For the record, I certainly think that utilizing all the sacramentals, gestures, praying in Latin during the sacred liturgy, and fostering easy access to Adoration asserts our collective belief in what we’re saying we’re doing (receiving Jesus in the Word and Eucharist) at our parishes and, broadly speaking, reminds congregants/parishioners of the Truth of what we practice at Mass. At the same time, I’m not convinced that correlation necessarily equals causation in all of the tested-for practices. If you really want to know what’s happening in mainstream America, I’d want to see what the data say after you remove those who attend a parish that exclusively offers the EF of the Latin Rite.
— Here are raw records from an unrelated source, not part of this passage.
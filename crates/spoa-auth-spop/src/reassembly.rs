//! Reassembly of fragmented NOTIFY payloads.
//!
//! A fragmented NOTIFY arrives as a NOTIFY frame without FIN followed by
//! UNSET frames sharing its stream-id/frame-id, the last one with FIN set.
//! Partial payloads are buffered here until complete; the buffer is bounded
//! both in total bytes and in the number of partial frames.

use std::collections::HashMap;

use bytes::{Bytes, BytesMut};

use crate::error::{DisconnectStatus, ProtocolError, Result};
use crate::frame::{Frame, FrameType, Payload};

/// Result of feeding one fragment.
#[derive(Debug, PartialEq, Eq)]
pub enum Fragment {
    /// More fragments are expected.
    Incomplete,
    /// The full NOTIFY payload, ready to be parsed into messages.
    Complete(Bytes),
    /// The peer abandoned the frame; nothing to answer.
    Aborted,
}

#[derive(Debug)]
pub struct ReassemblyBuffer {
    pending: HashMap<(u64, u64), BytesMut>,
    buffered_bytes: usize,
    max_bytes: usize,
    max_pending: usize,
}

impl ReassemblyBuffer {
    pub fn new(max_bytes: usize, max_pending: usize) -> Self {
        Self {
            pending: HashMap::new(),
            buffered_bytes: 0,
            max_bytes,
            max_pending,
        }
    }

    /// Feed a NOTIFY-without-FIN or UNSET frame.
    pub fn accept(&mut self, frame: &Frame) -> Result<Fragment> {
        let key = (frame.stream_id, frame.frame_id);
        if frame.flags.is_abort() {
            if let Some(buf) = self.pending.remove(&key) {
                self.buffered_bytes -= buf.len();
            }
            tracing::debug!(
                stream_id = frame.stream_id,
                frame_id = frame.frame_id,
                "Fragmented frame aborted by peer"
            );
            return Ok(Fragment::Aborted);
        }

        let chunk = match &frame.payload {
            Payload::Raw(raw) => raw,
            _ => return Err(ProtocolError::malformed("fragment without raw payload")),
        };

        match frame.frame_type {
            FrameType::Notify => {
                if self.pending.contains_key(&key) {
                    return Err(fragment_error(
                        format!("stream {} frame {} restarted", key.0, key.1),
                        DisconnectStatus::InterlacedFrames,
                    ));
                }
                if self.pending.len() >= self.max_pending {
                    return Err(fragment_error(
                        format!("more than {} partial frames", self.max_pending),
                        DisconnectStatus::ResourceAllocation,
                    ));
                }
                self.reserve(chunk.len())?;
                self.pending.insert(key, BytesMut::from(&chunk[..]));
                Ok(Fragment::Incomplete)
            }
            FrameType::Unset => {
                if !self.pending.contains_key(&key) {
                    return Err(fragment_error(
                        format!("no partial frame for stream {} frame {}", key.0, key.1),
                        DisconnectStatus::FrameIdNotFound,
                    ));
                }
                self.reserve(chunk.len())?;
                let Some(buf) = self.pending.get_mut(&key) else {
                    return Ok(Fragment::Incomplete);
                };
                buf.extend_from_slice(chunk);

                if !frame.flags.is_fin() {
                    return Ok(Fragment::Incomplete);
                }
                match self.pending.remove(&key) {
                    Some(buf) => {
                        self.buffered_bytes -= buf.len();
                        Ok(Fragment::Complete(buf.freeze()))
                    }
                    None => Ok(Fragment::Incomplete),
                }
            }
            other => Err(ProtocolError::UnexpectedFrame {
                frame_type: other.name(),
                state: "reassembling",
            }),
        }
    }

    fn reserve(&mut self, len: usize) -> Result<()> {
        let total = self.buffered_bytes + len;
        if total > self.max_bytes {
            return Err(fragment_error(
                format!("{} buffered bytes exceeds limit {}", total, self.max_bytes),
                DisconnectStatus::ResourceAllocation,
            ));
        }
        self.buffered_bytes = total;
        Ok(())
    }

    /// Number of partially received frames.
    pub fn len(&self) -> usize {
        self.pending.len()
    }

    pub fn is_empty(&self) -> bool {
        self.pending.is_empty()
    }

    pub fn buffered_bytes(&self) -> usize {
        self.buffered_bytes
    }
}

fn fragment_error(reason: String, status: DisconnectStatus) -> ProtocolError {
    ProtocolError::InvalidFragment { reason, status }
}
The beauty of the whole thing is the validity of the sacrament is that it is not dependent on either the moral status or the beliefs of the celebrant. If he was validly ordained and uses the correct lectionary, the sacrament is valid. At the same time it is not necessary to believe in order to receive grace from reception of the sacrament. Myself being unable to get my head around the whole idea of transubstantiation, I take great comfort in a saying sometimes attributed to Queen Elizabeth I of England – “ His were the words that spake it ( the consecration) His were the hands that brake it ( the bread ) what His word does make it, I accept take it”. In this way I don’t need to know exactly what happened, but I can will to accept it in the fullest measure that Christ means it to be. Even a doubting Thomas can receive in good faith! Praise God!
This survey should not come as a surprise. The new mass teaches a Protestant understanding of the Eucharist, so after 50 years the we have the majority of Catholics with a confused understanding of our faith.
If I may: in your article you have made the following statement: “Five indicated that person is “certain that Jesus is really present in the bread and wine of the Eucharist.”
I have a problem with the phrase “in the bread and wine of the Eucharist”. Using the word “in” implies that the substance of bread still exists! My understanding of ‘transubstantiation’ is that the bread, despite appearances, ceases to exist and the substance of bread is completely changed into the Body, Blood, Soul, and Divinity of Jesus the Christ.
From my very limited understanding, it is the Anglican/Episcopalian belief of “Consubstantiation” that the Body of Christ co-exists in the ‘consecrated bread”. I could be totally wrong.
As an aside: the phrase “Jesus is present in the Blessed Sacrament” is also somewhat misleading… Jesus is the Blessed Sacrament and the Blessed Sacrament is Jesus, totally and completely!
Our English language is very deficient to explain and present the mysteries of our Faith.